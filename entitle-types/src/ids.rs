//! Identifier types used throughout the entitlement core.

use crate::Error;
use serde::{Deserialize, Serialize};
use std::fmt;
use std::str::FromStr;
use uuid::Uuid;

/// Stable per-installation identifier used to scope an activation.
///
/// Either derived from a hardware serial or a random UUID v4 generated on
/// first run. The server treats activations as idempotent per device id, so
/// the value must not change for the lifetime of an installation.
#[derive(Debug, Clone, PartialEq, Eq, Hash, Serialize, Deserialize)]
#[serde(transparent)]
pub struct DeviceId(String);

impl DeviceId {
    /// Generates a new random device ID (UUID v4, 122 bits of entropy).
    #[must_use]
    pub fn generate() -> Self {
        Self(Uuid::new_v4().to_string())
    }

    /// Wraps an existing identifier without validation.
    #[must_use]
    pub fn from_raw(id: impl Into<String>) -> Self {
        Self(id.into())
    }

    /// Returns the identifier as a string slice.
    #[must_use]
    pub fn as_str(&self) -> &str {
        &self.0
    }

    /// Consumes the ID, returning the inner string.
    #[must_use]
    pub fn into_inner(self) -> String {
        self.0
    }
}

impl fmt::Display for DeviceId {
    fn fmt(&self, f: &mut fmt::Formatter<'_>) -> fmt::Result {
        f.write_str(&self.0)
    }
}

impl FromStr for DeviceId {
    type Err = Error;

    fn from_str(s: &str) -> Result<Self, Self::Err> {
        let trimmed = s.trim();
        if trimmed.is_empty() {
            return Err(Error::InvalidDeviceId("device id is empty".to_string()));
        }
        Ok(Self(trimmed.to_string()))
    }
}

impl AsRef<str> for DeviceId {
    fn as_ref(&self) -> &str {
        &self.0
    }
}
//! Core type definitions for Entitle.
//!
//! This crate defines the plain data shared by the persistence layer, the
//! licensing engine and any presentation code:
//! - `LicenseState`, the tagged entitlement state, and its `ErrorKind`
//! - `TrialClock`, the derived trial countdown
//! - `ActivationRecord`, a key bound to this device
//! - `DeviceId`, the per-installation identifier

mod activation;
mod ids;
mod state;
mod trial;

pub use activation::ActivationRecord;
pub use ids::DeviceId;
pub use state::{ErrorKind, LicenseState};
pub use trial::{TrialClock, TRIAL_PERIOD_DAYS};

/// Result type alias using the crate's error type.
pub type Result<T> = std::result::Result<T, Error>;

/// Errors that can occur in type operations.
#[derive(Debug, thiserror::Error)]
pub enum Error {
    #[error("invalid device id: {0}")]
    InvalidDeviceId(String),

    #[error("invalid timestamp: {0}")]
    InvalidTimestamp(String),
}

/// Parses an RFC 3339 timestamp as stored by the persistence layer.
pub fn parse_timestamp(s: &str) -> Result<chrono::DateTime<chrono::Utc>> {
    chrono::DateTime::parse_from_rfc3339(s.trim())
        .map(|dt| dt.with_timezone(&chrono::Utc))
        .map_err(|e| Error::InvalidTimestamp(format!("{s:?}: {e}")))
}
============================================================
Throughout the data above, copy all lines where the word "InvalidDeviceId" is found.

### [RESULT]
            return Err(Error::InvalidDeviceId("device id is empty".to_string()));
    InvalidDeviceId(String),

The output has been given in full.